Today was the first day back at work for me in 2018. And, aside from the sense of lightness and freedom I felt as I drove up the road after giving my bears a cheery wave through the window, it was not much different from many of my work days in 2017. Coffee, trying to remember what I was working on, catching up on the illnesses, bereavements, job opportunities and fashion decisions of my colleagues and their children, debating how to fix the growing wage gap between CEOs and underlings. Oh, and a spot of physics.
A tricky spot of physics.
A tricky spot of physics that has been an integral part of the instruments I've worked on for the past 12 years.
A tricky spot of physics that I don't really understand, but have nodded my way through for the past 12 years. Every now and then my boss discusses it with me in a manner that suggests he thinks I know more than I do, and I have a looming sense of dread that he's going to find out the depths of my ignorance any moment now.
Any moment now occurred today.
We've run into a bit of a problem on my current instrument, whereby it's not behaving like all the others we've ever built, and we're not entirely sure why. So four of us were thrashing out the problem round a hot whiteboard. Suggestion and counter-suggestion batted back and forth about dimensions, materials, voltages and currents that we could try modifying. And finally, I threw all caution to the winds, and piped up,
"Sorry, just stop there. When the plasma strikes, I don't really understand what's going on. What's happening at that edge?"

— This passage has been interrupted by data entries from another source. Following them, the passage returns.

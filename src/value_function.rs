//! Online and target Q-networks.
//!
//! The online network is trained every learning step. The target network
//! is only ever written by [`ValueFunction::sync_target_from_online`], so
//! its parameters are always an exact snapshot of some earlier online
//! parameters.

use std::path::Path;

use log::debug;
use ndarray::{Array1, Array2, ArrayView1, ArrayView2};
use rand::Rng;

use crate::error::Result;
use crate::network::{build_network, NetworkTopology, NeuralNetwork};
use crate::optimizer::OptimizerWrapper;

/// Which of the two parameter sets a prediction should use.
#[derive(Clone, Copy, Debug, PartialEq, Eq)]
pub enum QModel {
    Online,
    Target,
}

#[derive(Clone, Debug)]
pub struct ValueFunction {
    online: NeuralNetwork,
    target: NeuralNetwork,
    learning_rate: f32,
}

impl ValueFunction {
    /// Build two independently initialized networks of the same topology.
    pub fn new<R: Rng + ?Sized>(
        topology: &NetworkTopology,
        optimizer: OptimizerWrapper,
        learning_rate: f32,
        rng: &mut R,
    ) -> Result<Self> {
        let online = build_network(topology, optimizer.clone(), rng)?;
        let target = build_network(topology, optimizer, rng)?;
        Ok(ValueFunction { online, target, learning_rate })
    }

    pub fn topology(&self) -> &NetworkTopology {
        &self.online.topology
    }

    pub fn learning_rate(&self) -> f32 {
        self.learning_rate
    }

    pub fn network(&self, model: QModel) -> &NeuralNetwork {
        match model {
            QModel::Online => &self.online,
            QModel::Target => &self.target,
        }
    }

    #[cfg(test)]
    pub(crate) fn network_mut(&mut self, model: QModel) -> &mut NeuralNetwork {
        match model {
            QModel::Online => &mut self.online,
            QModel::Target => &mut self.target,
        }
    }

    /// Action-values for one observation.
    pub fn predict(&self, model: QModel, observation: ArrayView1<f32>) -> Array1<f32> {
        self.network(model).forward(observation)
    }

    /// Action-values for a batch of observations, one per row.
    pub fn predict_batch(&self, model: QModel, observations: ArrayView2<f32>) -> Array2<f32> {
        self.network(model).forward_batch(observations)
    }

    pub fn sync_target_from_online(&mut self) {
        self.target.copy_parameters_from(&self.online);
        debug!("Target network synced ({} parameters)", self.target.parameter_count());
    }

    /// One gradient step on the online network over every row of
    /// `states`/`labels`. Returns the loss before the update.
    pub fn apply_gradient_step(&mut self, states: ArrayView2<f32>, labels: ArrayView2<f32>) -> f32 {
        self.online.train_batch(states, labels, self.learning_rate)
    }

    /// Persist the online parameters.
    pub fn save<P: AsRef<Path>>(&self, path: P) -> Result<()> {
        self.online.save(path)
    }

    /// Restore the online parameters. The target network is left as is
    /// until the next sync.
    pub fn load<P: AsRef<Path>>(&mut self, path: P) -> Result<()> {
        self.online.load_parameters(path)
    }
}
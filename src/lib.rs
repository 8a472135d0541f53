//! # navdqn - Deep Q-Learning for Lidar Robot Navigation
//!
//! navdqn trains a robot to navigate from lidar range readings with a Deep
//! Q-Network. It provides the learning core (replay memory, online and
//! target value networks, mini-batch Bellman updates, action selection)
//! and the episodic loop that drives it against a simulator.
//!
//! ## Key Features
//!
//! - **Value Networks**: Dense networks with an optional sigmoid attention
//!   gate over the observation, LeakyReLU hidden layers and linear outputs
//! - **Experience Replay**: Fixed-capacity ring memory with uniform sampling
//! - **Target Network**: Exact parameter sync on a fixed step period
//! - **Optimizers**: SGD, Adam, RMSProp with per-layer state
//! - **Checkpoints**: Binary weight files plus resumable JSON parameters
//!
//! ## Quick Start
//!
//! ```rust,no_run
//! use navdqn::environment::{CorridorConfig, LidarCorridor};
//! use navdqn::training::{TrainingConfig, TrainingLoop};
//!
//! let config = TrainingConfig {
//!     epochs: 50,
//!     network_inputs: 20,
//!     network_outputs: 3,
//!     ..TrainingConfig::default()
//! };
//! let mut env = LidarCorridor::new(CorridorConfig::default(), 42);
//! let mut training = TrainingLoop::new(config).unwrap();
//! let summary = training.run(&mut env).unwrap();
//! println!("best reward: {}", summary.highest_reward);
//! ```
//!
//! ## Module Organization
//!
//! - [`activations`] - Activation functions (LeakyReLU, Sigmoid, Linear, ReLU)
//! - [`agent`] - The DQN agent and its exploration policies
//! - [`environment`] - Simulator boundary and a lidar corridor simulator
//! - [`error`] - Error types and result handling
//! - [`layers`] - Dense layers, the attention gate and weight initialization
//! - [`loss`] - Loss functions for training
//! - [`network`] - Network topology, construction and persistence
//! - [`optimizer`] - Optimization algorithms
//! - [`replay_memory`] - Experience replay
//! - [`training`] - Episodic training loop, statistics and checkpoints
//! - [`value_function`] - Online and target networks

pub mod activations;
pub mod agent;
pub mod environment;
pub mod error;
pub mod layers;
pub mod loss;
pub mod network;
pub mod optimizer;
pub mod replay_memory;
pub mod training;
pub mod value_function;

#[cfg(test)]
mod tests;
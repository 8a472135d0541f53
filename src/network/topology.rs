use serde::{Serialize, Deserialize};
use crate::activations::Activation;
use crate::error::{DqnError, Result};

/// Declarative description of a Q-network.
///
/// With no hidden layers the network is a single linear map from
/// observation to action-values. Otherwise the observation optionally
/// passes through an [`AttentionGate`](crate::layers::AttentionGate), then
/// one dense layer per entry of `hidden_layers`, then a linear output layer
/// with one unit per action.
#[derive(Serialize, Deserialize, Clone, Debug, PartialEq)]
pub struct NetworkTopology {
    pub input_size: usize,
    pub hidden_layers: Vec<usize>,
    pub output_size: usize,
    pub attention: bool,
    pub hidden_activation: Activation,
}

impl NetworkTopology {
    pub fn new(input_size: usize, hidden_layers: &[usize], output_size: usize) -> Self {
        NetworkTopology {
            input_size,
            hidden_layers: hidden_layers.to_vec(),
            output_size,
            attention: false,
            hidden_activation: Activation::default(),
        }
    }

    pub fn with_attention(mut self, attention: bool) -> Self {
        self.attention = attention;
        self
    }

    pub fn with_hidden_activation(mut self, activation: Activation) -> Self {
        self.hidden_activation = activation;
        self
    }

    /// Whether the built network actually carries an attention gate.
    /// Single-layer linear networks never do.
    pub fn has_attention(&self) -> bool {
        self.attention && !self.hidden_layers.is_empty()
    }

    /// Sizes of every dense layer boundary, input and output included.
    pub fn layer_sizes(&self) -> Vec<usize> {
        let mut sizes = Vec::with_capacity(self.hidden_layers.len() + 2);
        sizes.push(self.input_size);
        sizes.extend_from_slice(&self.hidden_layers);
        sizes.push(self.output_size);
        sizes
    }

    pub fn validate(&self) -> Result<()> {
        if self.input_size == 0 {
            return Err(DqnError::invalid_parameter("input_size", "must be greater than 0"));
        }
        if self.output_size == 0 {
            return Err(DqnError::invalid_parameter("output_size", "must be greater than 0"));
        }
        if self.hidden_layers.iter().any(|&size| size == 0) {
            return Err(DqnError::invalid_parameter("hidden_layers", "every hidden layer needs at least one unit"));
        }
        Ok(())
    }

    pub fn describe(&self) -> String {
        let sizes = self.layer_sizes()
            .iter()
            .map(|size| size.to_string())
            .collect::<Vec<_>>()
            .join("-");
        if self.has_attention() {
            format!("{} with attention", sizes)
        } else {
            sizes
        }
    }
}
//! # Deep Q-Network Agent Module
//!
//! The agent ties together the replay memory and the online/target value
//! function:
//!
//! - **Action selection**: epsilon-greedy over online action-values, or the
//!   alternate power-law policy in [`explorer::power_law`]
//! - **Experience replay**: every transition is stored unconditionally
//! - **Learning**: Bellman targets bootstrapped from the target (or online)
//!   network, one gradient step per sampled mini-batch
//! - **Target sync**: exact copy of the online parameters on request
//!
//! ## Example Usage
//!
//! ```rust,no_run
//! use navdqn::agent::{AgentConfig, DeepQAgent};
//! use ndarray::Array1;
//!
//! let mut agent = DeepQAgent::new(AgentConfig::default()).unwrap();
//! let observation = Array1::zeros(118);
//! let action = agent.select_action(observation.view(), 1.0);
//! ```

pub mod config;
pub mod explorer;

mod dqn;

pub use config::AgentConfig;
pub use dqn::{DeepQAgent, DeepQAgentBuilder};
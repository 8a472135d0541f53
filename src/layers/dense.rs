use ndarray::{Array1, Array2, ArrayView2, Axis};
use rand::Rng;
use serde::{Serialize, Deserialize};
use crate::activations::Activation;
use super::initialization::WeightInit;

/// A fully connected (dense) layer in a Q-network
#[derive(Serialize, Deserialize, Clone, Debug, PartialEq)]
pub struct DenseLayer {
    pub weights: Array2<f32>,
    pub biases: Array1<f32>,
    pub activation: Activation,
}

impl DenseLayer {
    /// Create a new dense layer whose weights are drawn according to `init`.
    /// Biases start at zero.
    pub fn new_with_init<R: Rng + ?Sized>(
        input_size: usize,
        output_size: usize,
        activation: Activation,
        init: WeightInit,
        rng: &mut R,
    ) -> Self {
        DenseLayer {
            weights: init.initialize_weights((input_size, output_size), rng),
            biases: init.initialize_biases(output_size),
            activation,
        }
    }

    pub fn with_weights(mut self, weights: Array2<f32>) -> Self {
        assert_eq!(weights.dim(), self.weights.dim());
        self.weights = weights;
        self
    }

    pub fn with_biases(mut self, biases: Array1<f32>) -> Self {
        assert_eq!(biases.dim(), self.biases.dim());
        self.biases = biases;
        self
    }

    /// Forward pass for a batch, one row per sample.
    pub fn forward_batch(&self, inputs: ArrayView2<f32>) -> Array2<f32> {
        let mut outputs = self.pre_activation(inputs);
        self.activation.apply_batch(&mut outputs);
        outputs
    }

    /// Forward pass that also returns the pre-activation values needed by
    /// [`DenseLayer::backward_batch`].
    pub fn forward_cached(&self, inputs: ArrayView2<f32>) -> (Array2<f32>, Array2<f32>) {
        let pre_activation = self.pre_activation(inputs);
        let mut outputs = pre_activation.clone();
        self.activation.apply_batch(&mut outputs);
        (pre_activation, outputs)
    }

    /// Returns `(adjusted_error, weight_gradients, bias_gradients)` for the
    /// errors observed at this layer's output. `adjusted_error` is the error
    /// at the pre-activation, ready to be pushed through `weights.t()`.
    pub fn backward_batch(
        &self,
        inputs: ArrayView2<f32>,
        pre_activation: ArrayView2<f32>,
        output_errors: ArrayView2<f32>,
    ) -> (Array2<f32>, Array2<f32>, Array1<f32>) {
        let activation_deriv = self.activation.derivative_batch(pre_activation);
        let adjusted_error = output_errors.to_owned() * &activation_deriv;
        let weight_gradients = inputs.t().dot(&adjusted_error);
        let bias_gradients = adjusted_error.sum_axis(Axis(0));
        (adjusted_error, weight_gradients, bias_gradients)
    }

    pub fn input_size(&self) -> usize {
        self.weights.shape()[0]
    }

    pub fn output_size(&self) -> usize {
        self.weights.shape()[1]
    }

    pub fn parameter_count(&self) -> usize {
        self.weights.len() + self.biases.len()
    }

    fn pre_activation(&self, inputs: ArrayView2<f32>) -> Array2<f32> {
        inputs.dot(&self.weights) + &self.biases.view().insert_axis(Axis(0))
    }
}
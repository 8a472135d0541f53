use ndarray::{Array2, ArrayView2};
use serde::{Serialize, Deserialize};

/// Slope used for negative inputs by the hidden layers of a navigation network.
pub const DEFAULT_LEAKY_ALPHA: f32 = 0.01;

/// An enumeration of the activation functions a navigation network can use.
#[derive(Clone, Copy, Debug, PartialEq, Serialize, Deserialize)]
pub enum Activation {
    Relu,
    Linear,
    Sigmoid,
    LeakyRelu { alpha: f32 },
}

impl Default for Activation {
    fn default() -> Self {
        Activation::LeakyRelu { alpha: DEFAULT_LEAKY_ALPHA }
    }
}

impl Activation {
    /// Apply the activation function to a batch of input arrays in-place.
    pub fn apply_batch(&self, inputs: &mut Array2<f32>) {
        if let Activation::Linear = self {
            return;
        }
        inputs.mapv_inplace(|v| self.value(v));
    }

    /// Compute the derivative of the activation function for a batch of
    /// pre-activation values.
    pub fn derivative_batch(&self, inputs: ArrayView2<f32>) -> Array2<f32> {
        match self {
            Activation::Linear => Array2::ones(inputs.dim()),
            _ => inputs.mapv(|v| self.slope(v)),
        }
    }

    fn value(&self, v: f32) -> f32 {
        match self {
            Activation::Relu => v.max(0.0),
            Activation::Linear => v,
            Activation::Sigmoid => 1.0 / (1.0 + (-v).exp()),
            Activation::LeakyRelu { alpha } => if v > 0.0 { v } else { alpha * v },
        }
    }

    fn slope(&self, v: f32) -> f32 {
        match self {
            Activation::Relu => if v > 0.0 { 1.0 } else { 0.0 },
            Activation::Linear => 1.0,
            Activation::Sigmoid => {
                let sigmoid = 1.0 / (1.0 + (-v).exp());
                sigmoid * (1.0 - sigmoid)
            }
            Activation::LeakyRelu { alpha } => if v > 0.0 { 1.0 } else { *alpha },
        }
    }
}
pub mod attention;
pub mod dense;
pub mod initialization;

pub use attention::{AttentionGate, GateTrace};
pub use dense::DenseLayer;
pub use initialization::WeightInit;
//! Action-selection policies over a vector of action-values.
use ndarray::ArrayView1;
use rand::distributions::{Distribution, WeightedIndex};
use rand::Rng;

/// Index of the largest value. Ties go to the first index holding it.
pub fn argmax(values: ArrayView1<f32>) -> usize {
    let mut best = 0;
    for (i, &value) in values.iter().enumerate().skip(1) {
        if value > values[best] {
            best = i;
        }
    }
    best
}

/// Largest value, `-inf` for an empty vector.
pub fn max_value(values: ArrayView1<f32>) -> f32 {
    values.iter().fold(f32::NEG_INFINITY, |max, &v| max.max(v))
}

/// With probability `exploration_rate` a uniformly random action, otherwise
/// the greedy one.
pub fn epsilon_greedy<R: Rng + ?Sized>(q_values: ArrayView1<f32>, exploration_rate: f32, rng: &mut R) -> usize {
    if rng.gen::<f32>() < exploration_rate {
        rng.gen_range(0..q_values.len())
    } else {
        argmax(q_values)
    }
}

/// Samples an action with probability proportional to `(q + shift)^bias`,
/// where `shift` makes every value strictly positive. Larger `bias` moves
/// the distribution towards the greedy action.
///
/// Weights are normalized in log space so the heaviest one is exactly 1.0
/// and no weight can overflow, whatever the bias.
pub fn power_law<R: Rng + ?Sized>(q_values: ArrayView1<f32>, bias: f32, rng: &mut R) -> usize {
    let min = q_values.iter().fold(f64::INFINITY, |min, &v| min.min(v as f64));
    let shift = (-min).max(0.0) + 1e-6;
    let log_weights = q_values
        .iter()
        .map(|&v| bias as f64 * (v as f64 + shift).ln())
        .collect::<Vec<_>>();
    let top = log_weights.iter().fold(f64::NEG_INFINITY, |max, &w| max.max(w));
    let weights = log_weights.iter().map(|&w| (w - top).exp()).collect::<Vec<_>>();
    match WeightedIndex::new(&weights) {
        Ok(distribution) => distribution.sample(rng),
        // Non-finite action-values
        Err(_) => argmax(q_values),
    }
}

Did I get reprimanded? Did I get laughed at? Did I get disparaged?
I did not.
My boss grinned at me and shrugged.
"I don't know. I read the papers, discovered nobody else knew what they were doing and had a go at a design. Since it worked I've never had to try modifying it, and it's too hard to work out what's actually going on inside."
So there we go. Twelve years of fearing that I'd be found out for being ignorant, and it turns out, nobody else knows what we're doing either.
Which, come to think of it, is a bit of a pity, as we don't know what to change to try and make this particular one work. But it's OK, it's only a month late in shipping to the customer, and we've only got a handful of variables to try changing... length, diameter, aspect ratio, angle, separation, pressure, flow, gas species, voltage, current... it's hardly going to take any time to characterise and fix...
So we'll probably do what we always do... shove a capacitor in and hope that fixes it.